The Secret History of Writing

This intelligent, articulate, and visually imaginative three-part BBC documentary series about five millennia of writing – shortened into two parts for US transmission as A to Z in the PBS series NOVA – is particularly welcome, and will probably be watched for many years.

Writing is among the greatest inventions in human history, perhaps the greatest invention, since it made history possible. But its diverse development, global spread, and invisible operation do not naturally lend themselves to television. This intelligent, articulate, and visually imaginative three-part BBC documentary series about five millennia of writing – shortened into two parts for US transmission as A to Z in the PBS series NOVA – is therefore particularly welcome, and will probably be watched for many years. Its aim, mentioned at the outset, is ‘to explore this transformative technology, the different scripts that can turn spoken language into visual form, the varying methods we have used to put words on a page, and the way that changing the way we write has changed the course of history.’

The idea grew from a long-standing friendship between David Sington, its writer and director, and Brody Neuenschwander, a leading calligrapher, who demonstrates his skill with ancient and modern scripts, pens, and materials such as papyrus, parchment, and paper. Neuenschwander inspired Sington with his insight that Latin alphabetic letter forms were ideally shaped for the movable metal type created by Johannes Gutenberg for printing, hence the growth of European literacy – unlike the signs of other featured scripts, such as Egyptian hieroglyphs and Chinese characters. Presenter Lydia Wilson, an academic with a background in medieval Arabic philosophy, has the winning ability to interview archaeologists, historians, philologists, and artists at their own level while rendering their views understandable and engaging for a general audience. (Regrettably, NOVA prefers an off-screen narrator.)

Distinguished interviewees include British Museum curator Irving Finkel, a lifelong scholar of Sumerian cuneiform. Sitting among the museum’s 130,000 cuneiform tablets, and dissecting some of their signs, Finkel explains how the earliest writing emerged from the need felt by Mesopotamian city-states c.3300 BC to record accounts. He deadpans: ‘Anybody who works for the Inland Revenue will be proud to feel that that was their striking contribution to the progress of mankind.’ Finkel speculates that the vital rebus principle, using sounds of pictograms to express the sounds of an unrelated, non-pictographic word – such as a camp with tents and a bell for the name ‘Campbell’ – could have occurred to human groups anywhere in the world, even an imaginative child. Hence, the probable multiple origins of writing, rather than a single origin in Mesopotamia or Egypt, as once favoured by scholars.

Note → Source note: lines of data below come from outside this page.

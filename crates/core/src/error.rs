//! Error types for Lede operations.
//!
//! [`LedeError`] is the single failure taxonomy of the extraction pipeline.
//! Resolvers never produce errors; only fetching, input handling and the
//! orchestrator's validation step do.
//!
//! # Example
//!
//! ```rust
//! use lede_core::{LedeError, extract_html};
//!
//! match extract_html("<p>Hi</p>") {
//!     Ok(article) => println!("{:?}", article.title),
//!     Err(LedeError::EmptyContent { length, minimum }) => {
//!         println!("only {} of {} characters", length, minimum);
//!     }
//!     Err(e) => println!("Error: {}", e),
//! }
//! ```

use std::fmt;
use std::path::PathBuf;

use serde::Serialize;
use thiserror::Error;

/// Main error type for fetching and extraction.
#[derive(Error, Debug)]
pub enum LedeError {
    /// Malformed URL or missing HTML.
    ///
    /// Raised before any network activity takes place.
    #[error("Invalid input: {0}")]
    InvalidInput(String),

    /// The page request exceeded its bounded wait.
    #[error("Request timed out after {timeout} seconds")]
    Timeout { timeout: u64 },

    /// DNS, connection or transport failure while fetching.
    #[error("Network error: {0}")]
    NetworkError(String),

    /// The source site answered with a non-success status.
    #[error("Upstream returned HTTP {status}")]
    UpstreamHttpError { status: u16 },

    /// Extraction ran but produced too little text to be an article.
    #[error("Extracted content too short ({length} characters, need {minimum})")]
    EmptyContent { length: usize, minimum: usize },

    /// Unexpected failure while parsing the document.
    #[error("Internal error: {0}")]
    InternalError(String),

    /// File not found.
    ///
    /// Returned when reading HTML from a path that doesn't exist.
    #[error("File not found: {0}")]
    FileNotFound(PathBuf),

    /// File or stdin I/O errors.
    #[error("I/O error: {0}")]
    Io(#[from] std::io::Error),

    /// Settings file could not be read or deserialised.
    #[error("Configuration error: {0}")]
    Config(String),
}

impl LedeError {
    /// Whether retrying the same request may succeed.
    ///
    /// Timeouts and connection failures are transient; so are upstream
    /// server errors and the 408 / 429 statuses. Everything else needs a
    /// different input.
    pub fn is_retryable(&self) -> bool {
        match self {
            LedeError::Timeout { .. } | LedeError::NetworkError(_) => true,
            LedeError::UpstreamHttpError { status } => *status >= 500 || *status == 408 || *status == 429,
            _ => false,
        }
    }

    /// Client-facing classification of this error.
    pub fn code(&self) -> ErrorCode {
        match self {
            LedeError::InvalidInput(_) => ErrorCode::InvalidUrl,
            LedeError::Timeout { .. } => ErrorCode::ArticleTimeout,
            LedeError::NetworkError(_) => ErrorCode::NetworkError,
            LedeError::UpstreamHttpError { status } => ErrorCode::from_status(*status),
            LedeError::EmptyContent { .. } => ErrorCode::ArticleEmptyContent,
            LedeError::InternalError(_) => ErrorCode::ArticleParseError,
            LedeError::FileNotFound(_) | LedeError::Io(_) | LedeError::Config(_) => ErrorCode::UnknownError,
        }
    }
}

/// Stable error codes reported to API and CLI consumers.
#[derive(Debug, Clone, Copy, PartialEq, Eq, Serialize)]
#[serde(rename_all = "SCREAMING_SNAKE_CASE")]
pub enum ErrorCode {
    ArticleNotFound,
    ArticleLoadFailed,
    ArticleTimeout,
    ArticleAccessDenied,
    ArticleParseError,
    ArticleEmptyContent,
    InvalidUrl,
    UrlRequired,
    NetworkError,
    UnknownError,
}

impl ErrorCode {
    /// Classifies a non-success upstream status.
    pub fn from_status(status: u16) -> Self {
        match status {
            400 => ErrorCode::InvalidUrl,
            401 | 403 => ErrorCode::ArticleAccessDenied,
            404 | 410 => ErrorCode::ArticleNotFound,
            408 => ErrorCode::ArticleTimeout,
            500..=599 => ErrorCode::ArticleLoadFailed,
            _ => ErrorCode::UnknownError,
        }
    }

    /// Human-friendly description of the failure.
    pub fn message(self) -> &'static str {
        match self {
            ErrorCode::ArticleNotFound => "Could not load the article at this link. The page was not found.",
            ErrorCode::ArticleLoadFailed => "Could not load the article at this link. The server is unavailable.",
            ErrorCode::ArticleTimeout => "The article server took too long to respond.",
            ErrorCode::ArticleAccessDenied => {
                "Access to the article is restricted. A subscription or login may be required."
            }
            ErrorCode::ArticleParseError => "The article could not be processed. Try another link.",
            ErrorCode::ArticleEmptyContent => {
                "Could not extract the article text. The page may be empty or protected."
            }
            ErrorCode::InvalidUrl => "The URL is invalid. Check the link and try again.",
            ErrorCode::UrlRequired => "Please provide an article URL.",
            ErrorCode::NetworkError => "Network error. Check the connection and try again.",
            ErrorCode::UnknownError => "An unexpected error occurred. Please try again.",
        }
    }

    /// The wire name, e.g. `ARTICLE_TIMEOUT`.
    pub fn as_str(self) -> &'static str {
        match self {
            ErrorCode::ArticleNotFound => "ARTICLE_NOT_FOUND",
            ErrorCode::ArticleLoadFailed => "ARTICLE_LOAD_FAILED",
            ErrorCode::ArticleTimeout => "ARTICLE_TIMEOUT",
            ErrorCode::ArticleAccessDenied => "ARTICLE_ACCESS_DENIED",
            ErrorCode::ArticleParseError => "ARTICLE_PARSE_ERROR",
            ErrorCode::ArticleEmptyContent => "ARTICLE_EMPTY_CONTENT",
            ErrorCode::InvalidUrl => "INVALID_URL",
            ErrorCode::UrlRequired => "URL_REQUIRED",
            ErrorCode::NetworkError => "NETWORK_ERROR",
            ErrorCode::UnknownError => "UNKNOWN_ERROR",
        }
    }
}

impl fmt::Display for ErrorCode {
    fn fmt(&self, f: &mut fmt::Formatter<'_>) -> fmt::Result {
        f.write_str(self.as_str())
    }
}

/// Result type alias for LedeError.
pub type Result<T> = std::result::Result<T, LedeError>;

#[cfg(test)]
mod tests {
    use super::*;

    #[test]
    fn test_error_display() {
        let err = LedeError::InvalidInput("not a url".to_string());
        assert!(err.to_string().contains("Invalid input"));
    }

    #[test]
    fn test_timeout_error() {
        let err = LedeError::Timeout { timeout: 15 };
        assert!(err.to_string().contains("15"));
        assert!(err.is_retryable());
        assert_eq!(err.code(), ErrorCode::ArticleTimeout);
    }

    #[test]
    fn test_empty_content_not_retryable() {
        let err = LedeError::EmptyContent { length: 30, minimum: 100 };
        assert!(err.to_string().contains("30"));
        assert!(err.to_string().contains("100"));
        assert!(!err.is_retryable());
        assert_eq!(err.code(), ErrorCode::ArticleEmptyContent);
    }

    #[test]
    fn test_upstream_status_classification() {
        assert_eq!(LedeError::UpstreamHttpError { status: 404 }.code(), ErrorCode::ArticleNotFound);
        assert_eq!(LedeError::UpstreamHttpError { status: 403 }.code(), ErrorCode::ArticleAccessDenied);
        assert_eq!(LedeError::UpstreamHttpError { status: 503 }.code(), ErrorCode::ArticleLoadFailed);
        assert_eq!(LedeError::UpstreamHttpError { status: 418 }.code(), ErrorCode::UnknownError);

        assert!(LedeError::UpstreamHttpError { status: 502 }.is_retryable());
        assert!(LedeError::UpstreamHttpError { status: 429 }.is_retryable());
        assert!(!LedeError::UpstreamHttpError { status: 404 }.is_retryable());
    }

    #[test]
    fn test_error_code_wire_name() {
        let json = serde_json::to_string(&ErrorCode::ArticleEmptyContent).unwrap();
        assert_eq!(json, r#""ARTICLE_EMPTY_CONTENT""#);
        assert_eq!(ErrorCode::ArticleEmptyContent.as_str(), "ARTICLE_EMPTY_CONTENT");
        assert_eq!(ErrorCode::NetworkError.to_string(), "NETWORK_ERROR");
    }
}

Image: Metropolitan Museum of Art [CC0].

Ranging from ancient handwriting to modern Chinese text messages written in phonetically based Pinyin (‘spell-sound’), rather than the conventional Chinese characters originating in Shang dynasty oracle bones c.1200 BC, the series ultimately returns to pictography, such as emojis. Could the internet eventually lead to the kind of ‘universal’ writing system, independent of particular languages, dreamt of by the 17th-century polymath Gottfried Leibniz? Unlikely, in my view, but if it were to do so, Wilson warns that ‘a world of perfect communication is also a world of cultural uniformity’.

Review by Andrew Robinson.
The Secret History of Writing, Written and directed: David Sington, BBC Four television series.